I was reading Au’s NWN short post on vehicle communities at http://nwn.blogs.com/nwn/2014/07/second-life-vehicle-communities.html and it occurred to me that I really miss the concept of “neighborhood” in SL. More generally, SL/Opensim/etc started with a single, non-sharded, contiguous world and through the addition teleporting, rapid flight, and disconnected “islands” have ended up with a functionally very fragmented pile of much smaller spaces - in general, your parcel’s location on the SL grid is darned close to irrelevant. SL lost something in that shift, I think - info hubs are hangouts but no longer places that most everyone goes through on occasion. The “bustling hubs of activity” are loosely defined more by social commonality than any spatial metaphor and there is no drive to connect with neighbors since everyone arrives by TP anyway. Long ago in SL, there was real economic value in having land near a hub… then a road… then protected spaces… now the value seems mainly in having your own region.

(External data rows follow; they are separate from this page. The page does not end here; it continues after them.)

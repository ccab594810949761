//! Records nested under one survey.

use super::unexpected;
use crate::{Command, Executor, Output, Result};
use survey_core::{JsonMap, RecordId, SurveyId};

/// Handle for one survey's data records.
///
/// Obtained via [`SurveyDb::data()`](super::SurveyDb::data).
pub struct SurveyData<'a> {
    executor: &'a Executor,
    survey: SurveyId,
}

impl<'a> SurveyData<'a> {
    pub(crate) fn new(executor: &'a Executor, survey: SurveyId) -> Self {
        Self { executor, survey }
    }

    /// Records of this survey, optionally of one type.
    pub fn list(&self, record_type: Option<&str>) -> Result<Vec<JsonMap>> {
        match self.executor.execute(Command::SurveyDataList {
            survey: self.survey,
            record_type: record_type.map(str::to_string),
        })? {
            Output::Objects(list) => Ok(list),
            _ => Err(unexpected("SurveyDataList")),
        }
    }

    pub fn get(&self, record: RecordId) -> Result<JsonMap> {
        match self.executor.execute(Command::SurveyDataGet {
            survey: self.survey,
            record,
        })? {
            Output::Object(out) => Ok(out),
            _ => Err(unexpected("SurveyDataGet")),
        }
    }

    /// Create a record; flat fields are folded into its data blob.
    pub fn create(&self, payload: serde_json::Value) -> Result<JsonMap> {
        match self.executor.execute(Command::SurveyDataCreate {
            survey: self.survey,
            payload,
        })? {
            Output::Object(out) => Ok(out),
            _ => Err(unexpected("SurveyDataCreate")),
        }
    }

    /// Replace a record's type and blob.
    pub fn update(&self, record: RecordId, payload: serde_json::Value) -> Result<JsonMap> {
        self.send_update(record, payload, false)
    }

    /// Merge fields into a record's blob.
    pub fn patch(&self, record: RecordId, payload: serde_json::Value) -> Result<JsonMap> {
        self.send_update(record, payload, true)
    }

    fn send_update(
        &self,
        record: RecordId,
        payload: serde_json::Value,
        partial: bool,
    ) -> Result<JsonMap> {
        match self.executor.execute(Command::SurveyDataUpdate {
            survey: self.survey,
            record,
            payload,
            partial,
        })? {
            Output::Object(out) => Ok(out),
            _ => Err(unexpected("SurveyDataUpdate")),
        }
    }

    pub fn delete(&self, record: RecordId) -> Result<()> {
        match self.executor.execute(Command::SurveyDataDelete {
            survey: self.survey,
            record,
        })? {
            Output::Unit => Ok(()),
            _ => Err(unexpected("SurveyDataDelete")),
        }
    }
}
use std::collections::HashSet;
use std::sync::Arc;

use survey_core::{RecordType, SurveyError, SurveyResult};

use crate::database::Database;
use crate::records::RecordAccess;

/// Record type definitions.
#[derive(Clone)]
pub struct RecordTypeStore {
    db: Arc<Database>,
}

impl RecordTypeStore {
    /// Create a new RecordTypeStore backed by the given database.
    pub fn new(db: Arc<Database>) -> Self {
        Self { db }
    }

    /// Every record type, in name order
    pub fn list(&self) -> SurveyResult<Vec<RecordType>> {
        self.db.transaction(|txn| txn.record_types())
    }

    pub fn get(&self, name: &str) -> SurveyResult<RecordType> {
        self.db.transaction(|txn| txn.record_type(name))
    }

    /// Create a record type or replace its field list.
    ///
    /// Stored blobs are not rewritten; fields dropped from the list simply
    /// stop appearing in representations.
    pub fn define(&self, record_type: RecordType) -> SurveyResult<RecordType> {
        validate_record_type(&record_type)?;
        self.db.transaction(|txn| {
            txn.save_record_type(record_type.clone());
            Ok(())
        })?;
        tracing::info!(
            target: "surveydb::types",
            record_type = %record_type.name,
            fields = record_type.fields.len(),
            "Record type defined"
        );
        Ok(record_type)
    }
}

fn validate_record_type(record_type: &RecordType) -> SurveyResult<()> {
    if record_type.name.trim().is_empty() {
        return Err(SurveyError::invalid_field("type", "This field may not be blank."));
    }
    let mut seen = HashSet::new();
    for field in &record_type.fields {
        if field.is_empty() {
            return Err(SurveyError::invalid_field("fields", "Field names may not be blank."));
        }
        if !seen.insert(field.as_str()) {
            return Err(SurveyError::invalid_field(
                "fields",
                format!("Duplicate field name: {}.", field),
            ));
        }
    }
    Ok(())
}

On the other hand, I think there is something really attractive about The Street (Snowcrash), The River (Otherland), and even unavoidable covering of distance (any number of MMOs, actual or fictional) that require time, effort, or money to traverse. Growth of interrelated spaces happens naturally. You can see what is nearby and you care about where you are in the world.
On the third hand, it is really convenient to TP from place to place to shop, visit, or sightsee… to step through a portal to a completely different world with different rules of physics or access/privacy/visibility… or even just to assert real ownership of your own chunk of the metaverse. The opensim hypergrid has some aspects of this still, even now that the 4096 bug is fixed, because you might need or want to make several stops along your path to get from one place to another.
So, I’m not quite sure where I’m going with this, but I’d be interested to hear what others think - is continuity important or not at all? It it worth using architectural or economic effects to encourage it? Should we dispense with the whole notion of a euclidian world? Or maybe it is something that might arise from and be enforced from social contract?